Protestors at the first filmed civil rights march in Northern Ireland, Derry on October 5, 1968, echoed the demands of black Americans in calling for police reform, in chanting "One Man, One Vote," and in singing "We Shall Overcome." Two weeks after Bloody Sunday in 1972, the Southern Christian
Leadership Conference, founded by Dr. Martin Luther King, dispatched the senior officials to Belfast to take part in protest marches and to speak at a Northern Ireland Civil Rights Association (NICRA) meeting.
Bernard Lee, a veteran of the Atlanta sit-ins and a close associate of Dr. King's, was part of the group which included Juanita Abernathy, wife of the Rev. Ralph Abernathy, another key King confidante.
Juanita Abernathy told the NICRA conference that "the struggle for Irish freedom is the same struggle as that going on in the United States."
The April 1998 Good Friday Peace Agreement took eighteen months just to begin to be implemented. Governmental institutions were dissolved after only seventy-four days, and were restarted in June of 2000. The new governmental structures are in constant danger of collapse, and, some would say, sabotage. When the people of Ireland endorsed the Good Friday Agreement they did so in the belief that it would be a charter for change and that a range of measures including the equality agenda and a new beginning to policing would be delivered.

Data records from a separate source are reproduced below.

//! PBIR Document Store
//!
//! Path-keyed access to the JSON documents of a Power BI project tree.
//!
//! # Core Concepts
//!
//! - [`DocPath`]: Relative, `/`-separated document key
//! - [`DocumentStore`]: Snapshot of a tree with staged writes and deletions
//! - [`FlushMode`]: Atomic (temp file + rename) or direct writes
//! - [`decode_json`] / [`encode_json`]: Tolerant JSON codec
//!
//! # Example
//!
//! ```rust,ignore
//! use pbir_store::{DocPath, DocumentStore};
//!
//! let mut store = DocumentStore::load("./Sales")?;
//! let page: DocPath = "Sales.Report/definition/pages/main/page.json".parse()?;
//! if let Some(mut doc) = store.get_json(&page) {
//!     doc["displayName"] = "Main".into();
//!     store.put_json(page, &doc)?;
//! }
//! store.flush()?;
//! ```

#![warn(missing_docs)]
#![warn(unreachable_pub)]

mod error;
mod json;
mod path;
mod store;

// Re-exports
pub use error::{StoreError, StoreResult};
pub use json::{decode_json, decode_object, encode_json, quote_literal, str_at, unquote_literal};
pub use path::{DocPath, PathError};
pub use store::{DocumentStore, FlushMode, FlushReport};

/// Version of this crate
pub const VERSION: &str = env!("CARGO_PKG_VERSION");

The policing issue was always a cornerstone issue. The Good Friday Agreement is very clear on the mandate for fair and impartial policing. The referendum also endorsed these terms. But, sadly, these terms of reference were not implemented. As a result, the Royal Ulster Constabulary remains 93% Protestant and 90% white male with little community input and no affirmative action.

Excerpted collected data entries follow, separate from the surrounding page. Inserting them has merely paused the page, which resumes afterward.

//! Bookmark synchronization
//!
//! Bookmarks on each target page mirror the source page's bookmarks: every
//! source bookmark `{src}` gets a derived copy `{src}_{page}`, derived copies
//! whose source is gone are deleted, and visual links are repointed at the
//! derived copies.
//!
//! Each target page runs through the same phases:
//!
//! ```text
//! CollectSource → ComputeExpected → DeleteOrphans → Upsert → RewriteLinks → Done
//! ```

use std::fmt::{self, Display, Formatter};
use std::path::Path;

use indexmap::{IndexMap, IndexSet};
use pbir_catalog::{bookmark_file_id, set_bookmark_link, Bookmark, Catalog, Page, ProjectLayout};
use pbir_store::{quote_literal, DocPath, DocumentStore};
use serde_json::{Map, Value};

use crate::config::{SyncOptions, SyncRequest};
use crate::error::{SyncResult, ValidationError};
use crate::resolve::{source_page, target_pages};

/// Phase of one target page's synchronization
#[derive(Debug, Clone, Copy, PartialEq, Eq, Hash)]
pub enum SyncPhase {
    /// Source bookmarks for the page are known
    CollectSource,
    /// Derived ids for the page are computed
    ComputeExpected,
    /// Stale derived bookmarks are deleted
    DeleteOrphans,
    /// Derived bookmarks are written
    Upsert,
    /// Target visual links are repointed
    RewriteLinks,
    /// Finished
    Done,
}

impl SyncPhase {
    /// Following phase (`Done` is terminal)
    #[inline]
    #[must_use]
    pub fn next(self) -> Self {
        match self {
            Self::CollectSource => Self::ComputeExpected,
            Self::ComputeExpected => Self::DeleteOrphans,
            Self::DeleteOrphans => Self::Upsert,
            Self::Upsert => Self::RewriteLinks,
            Self::RewriteLinks | Self::Done => Self::Done,
        }
    }

    /// Check for the terminal phase
    #[inline]
    #[must_use]
    pub fn is_done(self) -> bool {
        self == Self::Done
    }
}

impl Display for SyncPhase {
    fn fmt(&self, f: &mut Formatter<'_>) -> fmt::Result {
        let name = match self {
            Self::CollectSource => "collect-source",
            Self::ComputeExpected => "compute-expected",
            Self::DeleteOrphans => "delete-orphans",
            Self::Upsert => "upsert",
            Self::RewriteLinks => "rewrite-links",
            Self::Done => "done",
        };
        f.write_str(name)
    }
}

/// Outcome of a bookmark synchronization
#[derive(Debug, Clone, Default, PartialEq, Eq)]
pub struct BookmarkSummary {
    /// Source bookmark ids, in path order
    pub source_bookmarks: Vec<String>,
    /// Target page ids that were processed
    pub pages: Vec<String>,
    /// Derived bookmark ids written
    pub upserted: Vec<String>,
    /// Orphaned bookmark file ids deleted
    pub deleted: Vec<String>,
    /// Visual links repointed
    pub links_rewritten: usize,
}

/// Per-run state shared by every target page
struct RunContext<'a> {
    layout: &'a ProjectLayout,
    source: &'a Page,
    /// Source bookmarks by id
    collected: IndexMap<String, &'a Bookmark>,
    /// Ids that must survive orphan cleanup
    protected: IndexSet<String>,
    /// Every bookmark file at operation start, readable or not
    existing: Vec<(String, DocPath)>,
    /// `(visual id, link index, source bookmark id)` on the source page
    links: Vec<(String, usize, String)>,
}

/// One target page moving through [`SyncPhase`]
struct PageSync<'r, 'a> {
    run: &'r RunContext<'a>,
    page: &'a Page,
    phase: SyncPhase,
    expected: IndexSet<String>,
    /// Derived ids actually written for this page
    upserted: IndexSet<String>,
}

impl<'r, 'a> PageSync<'r, 'a> {
    fn new(run: &'r RunContext<'a>, page: &'a Page) -> Self {
        Self {
            run,
            page,
            phase: SyncPhase::CollectSource,
            expected: IndexSet::new(),
            upserted: IndexSet::new(),
        }
    }

    fn run(mut self, store: &mut DocumentStore, summary: &mut BookmarkSummary) -> SyncResult<()> {
        while !self.phase.is_done() {
            tracing::debug!("Page {}: {}", self.page.id(), self.phase);
            match self.phase {
                SyncPhase::CollectSource => {
                    tracing::debug!("{} source bookmark(s)", self.run.collected.len());
                }
                SyncPhase::ComputeExpected => {
                    self.expected = expected_ids(self.run.collected.keys(), self.page.id());
                }
                SyncPhase::DeleteOrphans => self.delete_orphans(store, summary),
                SyncPhase::Upsert => self.upsert(store, summary)?,
                SyncPhase::RewriteLinks => self.rewrite_links(store, summary)?,
                SyncPhase::Done => {}
            }
            self.phase = self.phase.next();
        }
        Ok(())
    }

    fn delete_orphans(&self, store: &mut DocumentStore, summary: &mut BookmarkSummary) {
        let suffix = format!("_{}", self.page.id());
        for (file_id, path) in &self.run.existing {
            if !file_id.ends_with(&suffix)
                || self.expected.contains(file_id)
                || self.run.protected.contains(file_id)
            {
                continue;
            }
            if store.delete(path) {
                tracing::info!("Deleted orphaned bookmark {}", file_id);
                summary.deleted.push(file_id.to_string());
            }
        }
    }

    fn upsert(&mut self, store: &mut DocumentStore, summary: &mut BookmarkSummary) -> SyncResult<()> {
        for (source_id, bookmark) in &self.run.collected {
            let new_id = derived_id(source_id, self.page.id());
            let Ok(path) = self.run.layout.bookmark_doc(&new_id) else {
                tracing::warn!("Bookmark id {} cannot be used as a file name", new_id);
                continue;
            };
            let doc = derive_bookmark(
                bookmark,
                &new_id,
                self.run.source.id(),
                self.page.id(),
                self.page.display_name(),
            );
            store.put_json(path, &doc)?;
            tracing::debug!("Upserted bookmark {}", new_id);
            self.upserted.insert(new_id.clone());
            summary.upserted.push(new_id);
        }
        Ok(())
    }

    fn rewrite_links(&self, store: &mut DocumentStore, summary: &mut BookmarkSummary) -> SyncResult<()> {
        // visual id -> (current document, whether any link changed)
        let mut edited: IndexMap<&str, (Value, bool)> = IndexMap::new();

        for (visual_id, index, source_id) in &self.run.links {
            let new_id = derived_id(source_id, self.page.id());
            if !self.upserted.contains(&new_id) {
                tracing::debug!("Link {} of {} left alone: {} was not written", index, visual_id, new_id);
                continue;
            }
            if !edited.contains_key(visual_id.as_str()) {
                let path = self.run.layout.visual_doc(self.page.folder(), visual_id)?;
                let Some(doc) = store.get_json(&path) else {
                    tracing::debug!("No visual {} on {}", visual_id, self.page.id());
                    continue;
                };
                edited.insert(visual_id.as_str(), (doc, false));
            }
            let Some((doc, changed)) = edited.get_mut(visual_id.as_str()) else {
                continue;
            };
            let literal = quote_literal(&new_id);
            if set_bookmark_link(doc, *index, &literal) {
                *changed = true;
                summary.links_rewritten += 1;
            } else {
                tracing::debug!("Visual {} on {} has no link {}", visual_id, self.page.id(), index);
            }
        }

        for (visual_id, (doc, changed)) in edited {
            if changed {
                store.put_json(self.run.layout.visual_doc(self.page.folder(), visual_id)?, &doc)?;
            }
        }
        Ok(())
    }
}

/// `{source_id}_{page_id}`
#[inline]
#[must_use]
pub fn derived_id(source_id: &str, page_id: &str) -> String {
    format!("{source_id}_{page_id}")
}

fn expected_ids<'s>(sources: impl Iterator<Item = &'s String>, page_id: &str) -> IndexSet<String> {
    sources.map(|id| derived_id(id, page_id)).collect()
}

/// Build the derived copy of a source bookmark for one target page
fn derive_bookmark(
    source: &Bookmark,
    new_id: &str,
    source_page_id: &str,
    page_id: &str,
    page_display_name: &str,
) -> Value {
    let mut doc = source.doc().clone();
    let source_display = source.display_name().unwrap_or_else(|| source.name());

    if let Some(root) = doc.as_object_mut() {
        root.insert("name".to_string(), Value::String(new_id.to_string()));
        root.insert(
            "displayName".to_string(),
            Value::String(format!("{page_display_name}_{source_display}")),
        );

        let state = root
            .entry("explorationState")
            .or_insert_with(|| Value::Object(Map::new()));
        if let Some(state) = state.as_object_mut() {
            state.insert("activeSection".to_string(), Value::String(page_id.to_string()));
            if let Some(sections) = state.get_mut("sections").and_then(Value::as_object_mut) {
                move_key(sections, source_page_id, page_id);
            }
        }
    }
    doc
}

/// Rename `from` to `to`, keeping the other entries in place
///
/// An existing `to` entry keeps its position and takes the moved value.
fn move_key(map: &mut Map<String, Value>, from: &str, to: &str) {
    if from == to || !map.contains_key(from) {
        return;
    }
    let mut moved = None;
    let rest: Vec<(String, Value)> = std::mem::take(map)
        .into_iter()
        .filter_map(|(k, v)| {
            if k == from {
                moved = Some(v);
                None
            } else {
                Some((k, v))
            }
        })
        .collect();
    map.extend(rest);
    if let Some(value) = moved {
        map.insert(to.to_string(), value);
    }
}

/// Synchronize bookmarks on an already-loaded store
///
/// Stages every change in `store`; nothing is written to disk.
///
/// # Errors
/// Returns validation errors before anything is staged
pub fn apply_bookmark_sync(
    store: &mut DocumentStore,
    request: &SyncRequest,
    _options: &SyncOptions,
) -> SyncResult<BookmarkSummary> {
    let layout = ProjectLayout::new(&request.report).map_err(ValidationError::from)?;
    let catalog = Catalog::build(store, &layout);

    let source = source_page(&catalog, request)?;
    let targets = target_pages(&catalog, source, request)?;

    let mut collected: IndexMap<String, &Bookmark> = IndexMap::new();
    for bookmark in catalog.bookmarks_on(source.id()) {
        if request.filter.matches_exact(bookmark.name()) {
            collected.entry(bookmark.name().to_string()).or_insert(bookmark);
        }
    }
    if collected.is_empty() && !request.filter.is_all() {
        tracing::warn!(
            "No bookmark on {} matches {:?}; only orphan cleanup will run",
            source.id(),
            request.filter.names()
        );
    }

    let mut protected: IndexSet<String> = collected.keys().cloned().collect();
    for page in &targets {
        protected.extend(expected_ids(collected.keys(), page.id()));
    }

    let links: Vec<(String, usize, String)> = source
        .visuals()
        .flat_map(|visual| {
            visual
                .bookmark_links()
                .into_iter()
                .enumerate()
                .filter_map(|(index, link)| link.map(|bookmark| (visual.id().to_string(), index, bookmark)))
                .collect::<Vec<_>>()
        })
        .filter(|(_, _, bookmark)| collected.contains_key(bookmark))
        .collect();

    let bookmarks_dir = layout.bookmarks_dir();
    let existing: Vec<(String, DocPath)> = store
        .paths_with_prefix(bookmarks_dir)
        .into_iter()
        .filter(|path| path.len() == bookmarks_dir.len() + 1)
        .filter_map(|path| {
            let file_id = bookmark_file_id(&path)?.to_string();
            Some((file_id, path))
        })
        .collect();

    let run = RunContext {
        layout: &layout,
        source,
        collected,
        protected,
        existing,
        links,
    };

    tracing::info!(
        "Syncing {} bookmark(s) from {} to {} page(s)",
        run.collected.len(),
        source.id(),
        targets.len()
    );

    let mut summary = BookmarkSummary {
        source_bookmarks: run.collected.keys().cloned().collect(),
        ..BookmarkSummary::default()
    };
    for page in targets {
        PageSync::new(&run, page).run(store, &mut summary)?;
        summary.pages.push(page.id().to_string());
    }
    Ok(summary)
}

/// Load, synchronize, and flush (unless dry run)
///
/// # Errors
/// Returns validation errors before any write, or the first IO error
pub fn duplicate_bookmarks(
    project_dir: &Path,
    request: &SyncRequest,
    options: &SyncOptions,
) -> SyncResult<BookmarkSummary> {
    let layout = ProjectLayout::new(&request.report).map_err(ValidationError::from)?;
    let mut store = DocumentStore::load_subtree(project_dir, layout.definition())?
        .with_flush_mode(options.flush_mode);

    let summary = apply_bookmark_sync(&mut store, request, options)?;

    if options.dry_run {
        tracing::info!(
            "Dry run: {} upsert(s) and {} deletion(s) not written",
            summary.upserted.len(),
            summary.deleted.len()
        );
        store.discard();
    } else {
        store.flush()?;
    }
    Ok(summary)
}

Indeed, the British newspaper, The Guardian, comments in November of last year at the close of the legislative processing of the British Government's "Police Act," that "the core elements of the Patten Commission's report have been undermined everywhere. The district policing partnership boards that are so vital to the Patten Commission's vision have been diluted. So have its recommendations in the key areas outlined in its terms of reference composition, recruitment, culture, ethos, and symbols. The Patten report has not been cherry picked-it has been gutted."
The Patten Commission Report would, if implemented, parallel the historic Civil Rights Act of 1964 and the Voting Rights Act of 1965 in which the United States took important first steps toward ending legal segregation-U.S.-styled apartheid-and second-class status for African-Americans. Now the question is: Will Parliament in Northern Ireland change this abomination and grant full civil rights to Irish Catholics or are they to remain second class citizens in their own land?
When good and decent people live in fear of the very instrument created to protect them, then there is a major violation of freedom for everyone in that nation.
The Royal Ulster Constabulary and their tactics of violence have been likened to Bull Connor and George Wallace in Alabama during the Civil Rights movement. And just as justice soon overtook even Bull Conner and George Wallace, I'm sure that oppression and illegitimacy are not sustainable in Northern Ireland. The Royal Ulster Constabulary should be part of the solution, not part of the
problem.
This is a very important issue. I understand the solidarity that the IRA has demonstrated in my own struggle as an African-American to be free-a full citizen in my own land-as they have also stood in solidarity with my brothers and sisters on the African Continent to be free of colonial rule-something
they both, sadly, know too much about.
I look forward to hearing from the witnesses who have come before us.
Thank you, Madame Chair.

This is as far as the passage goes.